Weak hospitality jobs “temper expectations of a return to pre-pandemic levels,” Toronto-Dominion Bank economist Sri Thanabalasingam said by phone.

Companies say they can’t find enough workers, blaming the long duration of closures that has forced many of their employees to seek other careers.

“How do you retain these people for so long when you’re not working at all?” Sarah Chown, managing partner of Metropolitan Brasserie in Ottawa, said in an interview. “That’s where I think you’re seeing more hiring struggles right now.”

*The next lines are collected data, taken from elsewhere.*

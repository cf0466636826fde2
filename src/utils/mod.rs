// Tue Jan 13 2026 - Alex

pub mod logging;
pub mod string;

pub use logging::LoggingUtils;
pub use string::StringUtils;

use std::time::{Duration, Instant};

pub fn measure_time<F, T>(f: F) -> (T, Duration)
where
    F: FnOnce() -> T,
{
    let start = Instant::now();
    let result = f();
    (result, start.elapsed())
}

pub fn format_duration(duration: Duration) -> String {
    let total_secs = duration.as_secs_f64();

    if total_secs < 0.001 {
        format!("{}µs", duration.as_micros())
    } else if total_secs < 1.0 {
        format!("{:.2}ms", total_secs * 1000.0)
    } else if total_secs < 60.0 {
        format!("{:.2}s", total_secs)
    } else {
        let mins = (total_secs / 60.0).floor();
        let secs = total_secs % 60.0;
        format!("{:.0}m {:.1}s", mins, secs)
    }
}

#[cfg(test)]
mod tests {
    use super::*;

    #[test]
    fn test_format_duration_units() {
        assert_eq!(format_duration(Duration::from_micros(12)), "12µs");
        assert_eq!(format_duration(Duration::from_millis(5)), "5.00ms");
        assert_eq!(format_duration(Duration::from_secs(90)), "1m 30.0s");
    }

    #[test]
    fn test_measure_time_returns_value() {
        let (value, _) = measure_time(|| 41 + 1);
        assert_eq!(value, 42);
    }
}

Economists and others have offered a number of reasons for the shortage, including childcare issues, ongoing coronavirus concerns and expanded support benefits. According to Porter, the so-called hurdle wage for workers – or the appropriate level of compensation for the risk involved – is higher now than before due to COVID-19.

Most believe that these factors will subside in the coming months. While some economists are pushing back their forecasts for jobs to return to pre-pandemic levels, it’s only been a month or two – so far.

“I guess it will be three months before we and most others in the restaurant industry can open at full capacity again,” said Stephen Beckta, owner of Beckta and two other restaurants. Ottawa, in an interview.